▶ _The task_: Every line of the records below from the line with "filename crates/database/src/lib.rs" up to and including the line with "use std::net::SocketAddr;" must be reproduced exactly, and no line outside that range.

··· Record set ···

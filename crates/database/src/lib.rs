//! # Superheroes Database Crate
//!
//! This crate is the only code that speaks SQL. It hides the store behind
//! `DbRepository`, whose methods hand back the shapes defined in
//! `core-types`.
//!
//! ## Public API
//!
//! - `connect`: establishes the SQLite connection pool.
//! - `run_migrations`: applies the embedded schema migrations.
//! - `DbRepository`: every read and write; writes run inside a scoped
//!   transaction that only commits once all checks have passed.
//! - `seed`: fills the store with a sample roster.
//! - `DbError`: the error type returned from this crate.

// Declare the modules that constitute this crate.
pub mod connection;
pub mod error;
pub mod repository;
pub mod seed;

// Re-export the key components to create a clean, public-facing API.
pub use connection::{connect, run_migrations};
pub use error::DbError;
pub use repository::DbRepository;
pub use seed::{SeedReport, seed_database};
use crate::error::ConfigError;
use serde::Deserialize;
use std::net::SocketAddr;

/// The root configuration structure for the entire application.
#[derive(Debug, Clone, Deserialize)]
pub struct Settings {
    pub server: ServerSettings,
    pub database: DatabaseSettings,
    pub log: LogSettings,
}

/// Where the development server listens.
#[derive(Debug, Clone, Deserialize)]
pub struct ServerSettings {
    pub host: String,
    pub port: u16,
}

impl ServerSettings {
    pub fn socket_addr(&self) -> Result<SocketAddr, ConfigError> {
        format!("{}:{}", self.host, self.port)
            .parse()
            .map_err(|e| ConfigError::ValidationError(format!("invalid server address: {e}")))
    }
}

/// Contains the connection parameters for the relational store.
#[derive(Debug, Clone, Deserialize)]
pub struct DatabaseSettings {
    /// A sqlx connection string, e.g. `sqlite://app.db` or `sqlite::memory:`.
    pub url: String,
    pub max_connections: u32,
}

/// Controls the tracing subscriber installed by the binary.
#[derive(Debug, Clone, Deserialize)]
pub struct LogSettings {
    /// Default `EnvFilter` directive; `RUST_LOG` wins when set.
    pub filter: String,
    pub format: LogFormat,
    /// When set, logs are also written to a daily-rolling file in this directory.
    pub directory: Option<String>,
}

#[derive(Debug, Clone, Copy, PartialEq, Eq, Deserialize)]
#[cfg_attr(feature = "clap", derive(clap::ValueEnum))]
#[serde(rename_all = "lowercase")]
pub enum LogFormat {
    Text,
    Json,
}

···
··· Record set ···

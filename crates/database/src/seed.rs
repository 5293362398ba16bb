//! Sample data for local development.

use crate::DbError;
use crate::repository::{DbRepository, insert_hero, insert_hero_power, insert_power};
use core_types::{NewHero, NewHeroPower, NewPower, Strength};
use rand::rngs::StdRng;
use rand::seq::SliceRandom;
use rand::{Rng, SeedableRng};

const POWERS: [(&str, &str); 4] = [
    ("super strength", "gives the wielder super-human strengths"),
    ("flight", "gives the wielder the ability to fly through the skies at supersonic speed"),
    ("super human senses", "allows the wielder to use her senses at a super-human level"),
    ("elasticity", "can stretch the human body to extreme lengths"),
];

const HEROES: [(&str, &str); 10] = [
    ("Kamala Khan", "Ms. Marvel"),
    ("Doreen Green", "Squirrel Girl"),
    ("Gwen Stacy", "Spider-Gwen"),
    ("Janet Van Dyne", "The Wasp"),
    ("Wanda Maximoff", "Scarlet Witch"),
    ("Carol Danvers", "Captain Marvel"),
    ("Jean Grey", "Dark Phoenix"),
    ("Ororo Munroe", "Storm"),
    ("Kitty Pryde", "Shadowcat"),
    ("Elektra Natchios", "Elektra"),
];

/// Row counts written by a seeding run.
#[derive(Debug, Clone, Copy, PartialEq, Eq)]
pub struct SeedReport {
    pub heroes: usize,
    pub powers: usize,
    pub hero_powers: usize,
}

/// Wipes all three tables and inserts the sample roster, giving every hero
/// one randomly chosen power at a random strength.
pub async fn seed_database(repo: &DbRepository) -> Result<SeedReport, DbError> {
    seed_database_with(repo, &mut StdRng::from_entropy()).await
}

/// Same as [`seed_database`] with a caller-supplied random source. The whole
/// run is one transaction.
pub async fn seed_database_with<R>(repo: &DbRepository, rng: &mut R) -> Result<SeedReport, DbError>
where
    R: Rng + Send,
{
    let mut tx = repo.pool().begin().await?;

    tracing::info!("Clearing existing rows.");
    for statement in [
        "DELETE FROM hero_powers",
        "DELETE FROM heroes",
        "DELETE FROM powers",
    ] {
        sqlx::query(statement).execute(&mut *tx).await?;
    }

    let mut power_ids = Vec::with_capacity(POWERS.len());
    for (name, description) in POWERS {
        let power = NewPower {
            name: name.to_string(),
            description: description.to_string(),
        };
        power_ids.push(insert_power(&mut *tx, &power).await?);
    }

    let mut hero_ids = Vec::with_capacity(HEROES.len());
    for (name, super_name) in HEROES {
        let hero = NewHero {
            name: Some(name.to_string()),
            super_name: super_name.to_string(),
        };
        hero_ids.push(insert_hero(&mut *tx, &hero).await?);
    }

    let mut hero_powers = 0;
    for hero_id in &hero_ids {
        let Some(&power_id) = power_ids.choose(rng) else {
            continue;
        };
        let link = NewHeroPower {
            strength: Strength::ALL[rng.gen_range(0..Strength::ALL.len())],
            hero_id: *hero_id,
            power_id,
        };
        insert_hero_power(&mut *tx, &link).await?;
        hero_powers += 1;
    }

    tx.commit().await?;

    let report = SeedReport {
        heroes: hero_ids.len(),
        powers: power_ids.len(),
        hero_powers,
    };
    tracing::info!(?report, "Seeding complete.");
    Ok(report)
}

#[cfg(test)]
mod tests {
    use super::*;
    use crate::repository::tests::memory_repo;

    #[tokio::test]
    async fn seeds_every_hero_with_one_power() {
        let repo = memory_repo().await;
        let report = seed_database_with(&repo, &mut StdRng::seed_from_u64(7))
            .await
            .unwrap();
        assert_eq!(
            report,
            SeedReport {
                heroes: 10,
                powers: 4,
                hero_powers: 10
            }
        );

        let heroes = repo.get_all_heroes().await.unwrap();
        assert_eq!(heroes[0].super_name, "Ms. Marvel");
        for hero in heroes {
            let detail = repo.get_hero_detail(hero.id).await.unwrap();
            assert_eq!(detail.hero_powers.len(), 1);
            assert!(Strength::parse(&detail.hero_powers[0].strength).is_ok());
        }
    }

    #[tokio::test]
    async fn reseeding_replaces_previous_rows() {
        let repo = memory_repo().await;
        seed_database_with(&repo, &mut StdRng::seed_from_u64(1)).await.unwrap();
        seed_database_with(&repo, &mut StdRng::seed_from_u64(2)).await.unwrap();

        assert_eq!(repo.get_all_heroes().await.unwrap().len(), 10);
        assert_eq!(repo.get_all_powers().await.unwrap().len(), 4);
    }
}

···

▶ _Answer to this problem_:
filename crates/database/src/lib.rs
//! # Superheroes Database Crate
//!
//! This crate is the only code that speaks SQL. It hides the store behind
//! `DbRepository`, whose methods hand back the shapes defined in
//! `core-types`.
//!
//! ## Public API
//!
//! - `connect`: establishes the SQLite connection pool.
//! - `run_migrations`: applies the embedded schema migrations.
//! - `DbRepository`: every read and write; writes run inside a scoped
//!   transaction that only commits once all checks have passed.
//! - `seed`: fills the store with a sample roster.
//! - `DbError`: the error type returned from this crate.

// Declare the modules that constitute this crate.
pub mod connection;
pub mod error;
pub mod repository;
pub mod seed;

// Re-export the key components to create a clean, public-facing API.
pub use connection::{connect, run_migrations};
pub use error::DbError;
pub use repository::DbRepository;
pub use seed::{SeedReport, seed_database};
use crate::error::ConfigError;
use serde::Deserialize;
use std::net::SocketAddr;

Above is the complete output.